畝立てを行う際は、先程つけた足跡の目印を目安にしながら、きれいにまっすぐになるよう後退しながら畝を作ります。途中土の塊などがあると畝立て機の進行が遅くなる(止まる)ので、力をこめて引っ張ります。まっすぐ進むには少しコツがいるようです。別ハウスで畝立てを実践させてもらいましたが、個人的には以下の2点を意識するとまっすぐ進むと感じました
- 足もとの中心ばかり確認せず、前方の出来上がった畝を見ながら進める
- 常に、進行方向にゆるやかに力を込めて引っ張る
自分用メモ 畝立て器の使い方 <エンジンのかけ方> 1.ハンドル右の運転ボタンを押し込みながら運転モードに切り替え 2.リコイルスターターのヒモを引っ張りエンジン始動 <運転の仕方> 1.ギアの切り替えはハンドル付け根中央部。前進・後進、高速・低速の切り替えができる 2.エンジンの回転数調整はハンドル右のレバー。畝立て時は高速、それ以外は低速に 3.エンジンの動力をタイヤや刃に伝達させる場合、ハンドル左の大きなレバーを奥に倒す 4.刃への動力伝達切り替え(刃は回さない、低速・高速など)は、ハンドル左の付け根部分のレバーで切り替え 5.両ハンドルに各タイヤのブレーキがついているので進行方向の調整にはこれを活用(クラッチ)
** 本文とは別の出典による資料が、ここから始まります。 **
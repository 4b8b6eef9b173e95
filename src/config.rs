//! Dashboard configuration.
//!
//! Settings come from an optional YAML file and are then overridden by
//! command-line flags. Every field has a default, so an empty file (or no
//! file at all) describes the standard Superstore layout.

use std::{fs::File, io::BufReader, path::Path};

use anyhow::{Context, Result, ensure};
use serde::{Deserialize, Serialize};

use crate::{cli::SourceArgs, data};

#[derive(Debug, Clone, PartialEq, Eq, Serialize, Deserialize)]
#[serde(default, deny_unknown_fields)]
pub struct ColumnNames {
    pub category: String,
    pub sub_category: String,
    pub order_date: String,
    pub sales: String,
    pub profit: String,
}

impl Default for ColumnNames {
    fn default() -> Self {
        Self {
            category: "Category".to_string(),
            sub_category: "Sub_Category".to_string(),
            order_date: "Order_Date".to_string(),
            sales: "Sales".to_string(),
            profit: "Profit".to_string(),
        }
    }
}

#[derive(Debug, Clone, Copy, PartialEq, Eq, Serialize, Deserialize)]
#[serde(default, deny_unknown_fields)]
pub struct ChartSettings {
    /// Maximum bar length in characters
    pub width: usize,
    /// Number of text rows used by line charts
    pub height: usize,
}

impl Default for ChartSettings {
    fn default() -> Self {
        Self {
            width: 48,
            height: 10,
        }
    }
}

#[derive(Debug, Clone, PartialEq, Eq, Serialize, Deserialize)]
#[serde(default, deny_unknown_fields)]
pub struct DashboardConfig {
    pub columns: ColumnNames,
    pub date_formats: Vec<String>,
    pub preview_rows: usize,
    pub chart: ChartSettings,
}

impl Default for DashboardConfig {
    fn default() -> Self {
        Self {
            columns: ColumnNames::default(),
            date_formats: data::default_date_formats(),
            preview_rows: 10,
            chart: ChartSettings::default(),
        }
    }
}

impl DashboardConfig {
    pub fn load(path: &Path) -> Result<Self> {
        let file = File::open(path).with_context(|| format!("Opening config file {path:?}"))?;
        let config: DashboardConfig = serde_yaml::from_reader(BufReader::new(file))
            .with_context(|| format!("Parsing config file {path:?}"))?;
        config.validate()?;
        Ok(config)
    }

    /// Loads the optional config file named by `args` and applies flag
    /// overrides on top of it.
    pub fn resolve(args: &SourceArgs) -> Result<Self> {
        let mut config = match &args.config {
            Some(path) => Self::load(path)?,
            None => Self::default(),
        };
        if !args.date_formats.is_empty() {
            config.date_formats = args.date_formats.clone();
        }
        if let Some(width) = args.chart_width {
            config.chart.width = width;
        }
        config.validate()?;
        Ok(config)
    }

    pub fn validate(&self) -> Result<()> {
        ensure!(
            !self.date_formats.is_empty(),
            "At least one date format must be configured"
        );
        ensure!(self.chart.width > 0, "Chart width must be positive");
        ensure!(self.chart.height > 1, "Chart height must be at least 2 rows");
        let names = [
            &self.columns.category,
            &self.columns.sub_category,
            &self.columns.order_date,
            &self.columns.sales,
            &self.columns.profit,
        ];
        for name in names {
            ensure!(!name.trim().is_empty(), "Column names cannot be empty");
        }
        Ok(())
    }
}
器械による畝立てだけでは、末端部分がうまく形成されていないため、これは手作業で形成します。
まず畝の両端の位置を明確にするために、入り口から3本目のパイプがある位置に支柱を立ててヒモを張ります(入口側は妻面から数えて3本目のパイプがある位置。終端は後ろから2本目のパイプ。なお暖房機と重なる畝については、パイプ1本分ずらして開始 ※4本目を開始に)
張ったヒモを目安に杉板をあてがいながら角を立てて形成していきます。バケツで砂のお城を作っていくイメージです。ここで大切なのは、畝の表面をしっかりと平面にすること。機械で立てた畝と畝高が同じになるように注意します。特に入口側は土が多く、盛り上がってしまいがちなので、たまに遠くから見ながら、土が盛り上がっていないか確認して進めます。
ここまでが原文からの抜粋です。